Dans sa chambre, Gaal trouva un homme qui l’attendait. La surprise l’empêcha d’articuler tout de suite l’inévitable « Que faites-vous ici ? » qu’il avait sur les lèvres.
L’inconnu se leva. Il était assez âgé et presque chauve, et il boitait légèrement, mais il avait le regard vif.
« Je suis Hari Seldon », dit-il, et Gaal reconnut aussitôt ce visage dont il avait tant de fois vu la photographie.
PSYCHOHISTOIRE : Gaal Dornick a défini la psychohistoire comme la branche des mathématiques qui traite des réactions des ensembles humains en face de phénomènes sociaux et économiques constants…
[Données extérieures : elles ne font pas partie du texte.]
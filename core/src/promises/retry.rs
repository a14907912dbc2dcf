use std::future::Future;

use tracing::{debug, warn};

/// Call `operation` until it succeeds or `max_attempts` attempts have failed.
///
/// Returns the first success, or the error from the **last** attempt as-is.
/// There is no pause between attempts; wrap the operation in
/// `delay_value_for` for pacing. At least one attempt is always made.
pub async fn retry<T, E, F, Fut>(mut operation: F, max_attempts: usize) -> Result<T, E>
where
    F: FnMut() -> Fut,
    Fut: Future<Output = Result<T, E>>,
{
    let mut attempts = 0;
    loop {
        match operation().await {
            Ok(value) => return Ok(value),
            Err(err) => {
                attempts += 1;
                if attempts < max_attempts {
                    debug!(attempt = attempts, max_attempts, "attempt failed, retrying");
                    continue;
                }
                warn!(attempts, "giving up after the final attempt failed");
                return Err(err);
            }
        }
    }
}
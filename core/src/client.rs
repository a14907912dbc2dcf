//! Request builder and dispatcher.
//!
//! # Design
//! `Rfetch` owns everything that used to be process-wide state in a fetch
//! helper: the interceptor registry and the delimiter mode. Several clients
//! with different settings can live side by side.
//!
//! Work is split in the host-does-IO style. `build_request` turns a URL and
//! `RequestOptions` into an `HttpRequest` without touching the network and
//! `parse_response` classifies an `HttpResponse` without touching it either.
//! `dispatch` is the glue: build, run interceptors, send, parse.

use std::sync::{PoisonError, RwLock};

use tracing::debug;
use url::Url;

use crate::config::ClientConfig;
use crate::error::{Error, FetchError, Result};
use crate::http::{HttpBody, HttpMethod, HttpRequest, HttpResponse, RequestParts};
use crate::interceptor::Interceptors;
use crate::query::apply_params;
use crate::transport::{Transport, UreqTransport};
use crate::types::{Content, Delimiter, RequestBody, RequestOptions};

pub const CONTENT_TYPE: &str = "Content-Type";
pub const APPLICATION_JSON: &str = "application/json";
pub const FORM_URLENCODED: &str = "application/x-www-form-urlencoded";

const NO_CONTENT: u16 = 204;

/// Conversion into an absolute request URL.
///
/// A `Url` is taken as-is. Text starting with `/` is resolved against the
/// client's origin; anything else must parse as an absolute URL.
pub trait IntoRequestUrl {
    fn into_request_url(self, origin: Option<&Url>) -> Result<Url, url::ParseError>;
}

impl IntoRequestUrl for Url {
    fn into_request_url(self, _origin: Option<&Url>) -> Result<Url, url::ParseError> {
        Ok(self)
    }
}

impl IntoRequestUrl for &Url {
    fn into_request_url(self, _origin: Option<&Url>) -> Result<Url, url::ParseError> {
        Ok(self.clone())
    }
}

impl IntoRequestUrl for &str {
    fn into_request_url(self, origin: Option<&Url>) -> Result<Url, url::ParseError> {
        if self.starts_with('/') {
            origin.ok_or(url::ParseError::RelativeUrlWithoutBase)?.join(self)
        } else {
            Url::parse(self)
        }
    }
}

impl IntoRequestUrl for &String {
    fn into_request_url(self, origin: Option<&Url>) -> Result<Url, url::ParseError> {
        self.as_str().into_request_url(origin)
    }
}

impl IntoRequestUrl for String {
    fn into_request_url(self, origin: Option<&Url>) -> Result<Url, url::ParseError> {
        self.as_str().into_request_url(origin)
    }
}

/// A fetch client over a pluggable `Transport`.
#[derive(Debug)]
pub struct Rfetch<T> {
    transport: T,
    origin: Option<Url>,
    delimiter: RwLock<Delimiter>,
    interceptors: Interceptors,
}

impl Rfetch<UreqTransport> {
    /// A `ureq`-backed client configured from `RFETCH_*` environment variables.
    pub fn from_env() -> Result<Self> {
        Ok(Self::with_config(UreqTransport::new(), ClientConfig::from_env()?))
    }
}

impl<T: Transport> Rfetch<T> {
    pub fn new(transport: T) -> Self {
        Self::with_config(transport, ClientConfig::default())
    }

    pub fn with_config(transport: T, config: ClientConfig) -> Self {
        Self {
            transport,
            origin: config.origin,
            delimiter: RwLock::new(config.delimiter),
            interceptors: Interceptors::new(),
        }
    }

    pub fn transport(&self) -> &T {
        &self.transport
    }

    pub fn origin(&self) -> Option<&Url> {
        self.origin.as_ref()
    }

    pub fn interceptors(&self) -> &Interceptors {
        &self.interceptors
    }

    pub fn delimiter(&self) -> Delimiter {
        *self.delimiter.read().unwrap_or_else(PoisonError::into_inner)
    }

    /// Applies to every request built after this call.
    pub fn set_delimiter(&self, delimiter: Delimiter) {
        *self.delimiter.write().unwrap_or_else(PoisonError::into_inner) = delimiter;
    }

    /// Resolve `url` and `options` into a request, without sending it.
    ///
    /// `options` is only read; the request owns copies of everything.
    pub fn build_request(&self, url: impl IntoRequestUrl, options: &RequestOptions) -> Result<HttpRequest> {
        self.resolve(url, options, options.method.unwrap_or_default())
    }

    /// Build, intercept, send and classify a request.
    ///
    /// Resolves with the response content for 2xx statuses (`Content::Empty`
    /// for 204). Any other status is an `Error::Fetch` carrying the status and
    /// the classified body.
    pub async fn dispatch(&self, url: impl IntoRequestUrl, options: &RequestOptions) -> Result<Content> {
        let request = self.build_request(url, options)?;
        self.send(request).await
    }

    pub async fn get(&self, url: impl IntoRequestUrl, options: &RequestOptions) -> Result<Content> {
        self.send(self.resolve(url, options, HttpMethod::Get)?).await
    }

    pub async fn put(&self, url: impl IntoRequestUrl, options: &RequestOptions) -> Result<Content> {
        self.send(self.resolve(url, options, HttpMethod::Put)?).await
    }

    pub async fn post(&self, url: impl IntoRequestUrl, options: &RequestOptions) -> Result<Content> {
        self.send(self.resolve(url, options, HttpMethod::Post)?).await
    }

    pub async fn patch(&self, url: impl IntoRequestUrl, options: &RequestOptions) -> Result<Content> {
        self.send(self.resolve(url, options, HttpMethod::Patch)?).await
    }

    pub async fn delete(&self, url: impl IntoRequestUrl, options: &RequestOptions) -> Result<Content> {
        self.send(self.resolve(url, options, HttpMethod::Delete)?).await
    }

    #[deprecated(note = "use `Rfetch::delete`")]
    pub async fn remove(&self, url: impl IntoRequestUrl, options: &RequestOptions) -> Result<Content> {
        self.delete(url, options).await
    }

    fn resolve(&self, url: impl IntoRequestUrl, options: &RequestOptions, method: HttpMethod) -> Result<HttpRequest> {
        let mut url = url.into_request_url(self.origin.as_ref())?;
        apply_params(&mut url, &options.params, self.delimiter());

        let encoded = encode_body(method, &options.body)?;

        let mut headers = Vec::with_capacity(options.headers.len() + 1);
        if let Some((_, content_type)) = &encoded {
            let overridden = options
                .headers
                .iter()
                .any(|(name, _)| name.eq_ignore_ascii_case(CONTENT_TYPE));
            if !overridden {
                headers.push((CONTENT_TYPE.to_string(), (*content_type).to_string()));
            }
        }
        headers.extend(options.headers.iter().cloned());

        Ok(HttpRequest {
            url,
            parts: RequestParts {
                method,
                headers,
                body: encoded.map(|(body, _)| body),
                timeout: options.timeout,
            },
        })
    }

    async fn send(&self, request: HttpRequest) -> Result<Content> {
        let HttpRequest { url, parts } = request;
        debug!(
            method = %parts.method,
            %url,
            interceptors = self.interceptors.len(),
            "dispatching request"
        );

        let parts = self.interceptors.run(&url, parts).await?;
        let response = self
            .transport
            .send(HttpRequest { url, parts })
            .await
            .map_err(|err| Error::Transport(Box::new(err)))?;

        debug!(status = response.status, "received response");
        parse_response(response)
    }
}

/// Encode `body` for `method`, returning the inferred content type with it.
/// GET requests never carry a body.
fn encode_body(method: HttpMethod, body: &RequestBody) -> Result<Option<(HttpBody, &'static str)>> {
    if method == HttpMethod::Get {
        return Ok(None);
    }
    let encoded = match body {
        RequestBody::Empty => None,
        RequestBody::Raw(text) => Some((HttpBody::Text(text.clone()), APPLICATION_JSON)),
        RequestBody::Form(entries) => Some((HttpBody::Form(entries.clone()), FORM_URLENCODED)),
        RequestBody::Structured(value) => {
            let text = serde_json::to_string(value).map_err(Error::Serialize)?;
            Some((HttpBody::Text(text), APPLICATION_JSON))
        }
    };
    Ok(encoded)
}

/// Classify a raw response into content or a `FetchError`.
pub fn parse_response(response: HttpResponse) -> Result<Content> {
    if response.status == NO_CONTENT {
        return Ok(Content::Empty);
    }

    let success = response.is_success();
    let status = response.status;
    let content = classify(response)?;

    if success {
        Ok(content)
    } else {
        Err(FetchError { status, content }.into())
    }
}

/// A `Content-Type` mentioning "json" anywhere (any case) means JSON.
fn classify(response: HttpResponse) -> Result<Content> {
    let is_json = response
        .header(CONTENT_TYPE)
        .is_some_and(|value| value.to_ascii_lowercase().contains("json"));

    if is_json {
        serde_json::from_str(&response.body)
            .map(Content::Json)
            .map_err(Error::Deserialize)
    } else {
        Ok(Content::Text(response.body))
    }
}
… Cette définition sous-entend que l’ensemble humain en question est assez important pour qu’on puisse valablement lui appliquer la méthode statistique. L’importance numérique minimale de cet ensemble peut être déterminée par le Premier Théorème de Seldon qui… Une autre condition nécessaire est que ledit ensemble humain ignore qu’il est soumis à l’analyse psychohistorique, afin que ses réactions n’en soient pas troublées…
Toute psychohistoire valable repose sur les Fonctions de Seldon qui présentent des propriétés analogues à celles de forces économiques et sociales telles que…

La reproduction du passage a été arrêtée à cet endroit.